On August 8, 1956, in the Bois du Cazier coal mine in the town of Marcinelle (south of Belgium), a wagon badly wedged in an elevator hit a gas pipe and some electrical cables, causing a deadly fire. The accident killed 262 miners of 12 different nationalities. Of the 274 people who worked that morning shift, only 12 survived. The vast majority of the victims, 136, were Italian emigrants.
The large presence of Italians in the Belgian mines was due to the fact that, just 10 years earlier, the Italo-Belgian Agreement for the supply of coal to the war-torn Italy had been ratified. Under the slogan “Arms for coal“, Italian men were called upon to be under 35 years of age, in good health and, above all, with an enormous will to escape the misery of the post-war period and a spirit of sacrifice to help their families, generally poor and numerous. The migratory treaty was signed on June 23 and provided, in an initial phase, for the sending of 50,000 Italian workers in exchange for 200 kilograms of coal per day for each migrant.
After the tragedy, the agreement broke down. The accident marked a great impact on the Italian collective subconscious and on the workers’ movement in particular. Finally, on the 45th anniversary of the accident, it was decided to officially commemorate August 8 as the National Day of Sacrifice of Italian Workers around the World.
In his piece Affannosa lotta per strappare alla morte [Frantic struggle to snatch death], Carrasco deliberately avoids the visual violence of the journalistic reports of those days, but poses a subtle homage to the workers of the Marcinelle accident.

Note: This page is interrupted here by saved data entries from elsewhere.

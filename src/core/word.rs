//! Word representation
//!
//! A Word is a non-empty sequence of uppercase letters from an [`Alphabet`].
//! Secrets and submitted guesses are both Words.

use super::alphabet::{Alphabet, normalize};
use std::fmt;
use thiserror::Error;

/// A word made of recognized uppercase letters
#[derive(Debug, Clone, PartialEq, Eq, Hash)]
pub struct Word {
    letters: Vec<char>,
}

/// Error type for invalid words
#[derive(Debug, Clone, PartialEq, Eq, Error)]
pub enum WordError {
    #[error("word must contain at least one letter")]
    Empty,
    #[error("'{0}' is not in the alphabet")]
    InvalidLetter(char),
}

impl Word {
    /// Create a Word from text, checking every letter against `alphabet`
    ///
    /// Input is case-insensitive; the stored letters are uppercase.
    ///
    /// # Errors
    /// Returns `WordError` if the text is empty or contains a character the
    /// alphabet does not recognize.
    ///
    /// # Examples
    /// ```
    /// use rottawordle::core::{Alphabet, Word};
    ///
    /// let alphabet = Alphabet::default();
    /// let word = Word::parse("Altsu", &alphabet).unwrap();
    /// assert_eq!(word.text(), "ALTSU");
    ///
    /// assert!(Word::parse("", &alphabet).is_err());
    /// assert!(Word::parse("sh0rt", &alphabet).is_err());
    /// ```
    pub fn parse(text: &str, alphabet: &Alphabet) -> Result<Self, WordError> {
        let letters = text
            .chars()
            .map(|ch| alphabet.accept(ch).ok_or(WordError::InvalidLetter(ch)))
            .collect::<Result<Vec<_>, _>>()?;

        Self::from_letters(letters)
    }

    /// Create a Word from letters that were already accepted by an alphabet
    ///
    /// Letters are normalized again so that the uppercase invariant holds
    /// even for callers that skipped the alphabet.
    ///
    /// # Errors
    /// Returns `WordError::Empty` for an empty sequence and
    /// `WordError::InvalidLetter` for characters with no single uppercase form.
    pub fn from_letters(letters: impl IntoIterator<Item = char>) -> Result<Self, WordError> {
        let letters = letters
            .into_iter()
            .map(|ch| normalize(ch).ok_or(WordError::InvalidLetter(ch)))
            .collect::<Result<Vec<_>, _>>()?;

        if letters.is_empty() {
            return Err(WordError::Empty);
        }

        Ok(Self { letters })
    }

    /// Letters of the word
    #[inline]
    #[must_use]
    pub fn letters(&self) -> &[char] {
        &self.letters
    }

    /// The word as an uppercase string
    #[must_use]
    pub fn text(&self) -> String {
        self.letters.iter().collect()
    }

    #[inline]
    #[must_use]
    pub fn len(&self) -> usize {
        self.letters.len()
    }

    #[inline]
    #[must_use]
    pub fn is_empty(&self) -> bool {
        self.letters.is_empty()
    }
}

impl fmt::Display for Word {
    fn fmt(&self, f: &mut fmt::Formatter<'_>) -> fmt::Result {
        for ch in &self.letters {
            write!(f, "{ch}")?;
        }
        Ok(())
    }
}

#[cfg(test)]
mod tests {
    use super::*;

    fn word(text: &str) -> Word {
        Word::parse(text, &Alphabet::default()).unwrap()
    }

    #[test]
    fn parse_normalizes_to_uppercase() {
        assert_eq!(word("altsu").text(), "ALTSU");
        assert_eq!(word("AlTsU").text(), "ALTSU");
        assert_eq!(word("öljy").text(), "ÖLJY");
    }

    #[test]
    fn parse_rejects_unknown_letters() {
        let alphabet = Alphabet::default();
        assert_eq!(Word::parse("", &alphabet), Err(WordError::Empty));
        assert_eq!(
            Word::parse("ab3de", &alphabet),
            Err(WordError::InvalidLetter('3'))
        );
        assert_eq!(
            Word::parse("ab de", &alphabet),
            Err(WordError::InvalidLetter(' '))
        );
        assert_eq!(
            Word::parse("über", &alphabet),
            Err(WordError::InvalidLetter('ü'))
        );
    }

    #[test]
    fn parse_respects_custom_alphabet() {
        let alphabet = Alphabet::new("abc").unwrap();
        assert!(Word::parse("cab", &alphabet).is_ok());
        assert_eq!(
            Word::parse("bad", &alphabet),
            Err(WordError::InvalidLetter('d'))
        );
    }

    #[test]
    fn from_letters_uppercases() {
        let word = Word::from_letters(['s', 'P', 'e']).unwrap();
        assert_eq!(word.letters(), &['S', 'P', 'E']);
        assert_eq!(Word::from_letters([]), Err(WordError::Empty));
    }

    #[test]
    fn display_and_equality() {
        assert_eq!(format!("{}", word("stall")), "STALL");
        assert_eq!(word("stall"), word("STALL"));
        assert_ne!(word("stall"), word("altsu"));
        assert_eq!(word("stall").len(), 5);
        assert!(!word("stall").is_empty());
    }
}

To do so, taking as a starting point the wave of cold and snow that occurred that same year in Italy, he uses the images of a particular news coverage in which the snow levels of various cities of the Italian peninsula are shown through a hand holding a ruler stuck in the snow.
At first glance we can see that it is a visual artifice -in all the cities it is the same hand and they are actually photographed in the same place-, but the visual accumulation of these images, in which the flaws of the original newspaper have been respected, generate a poetics that directly alludes to the depths of Bois du Cazier.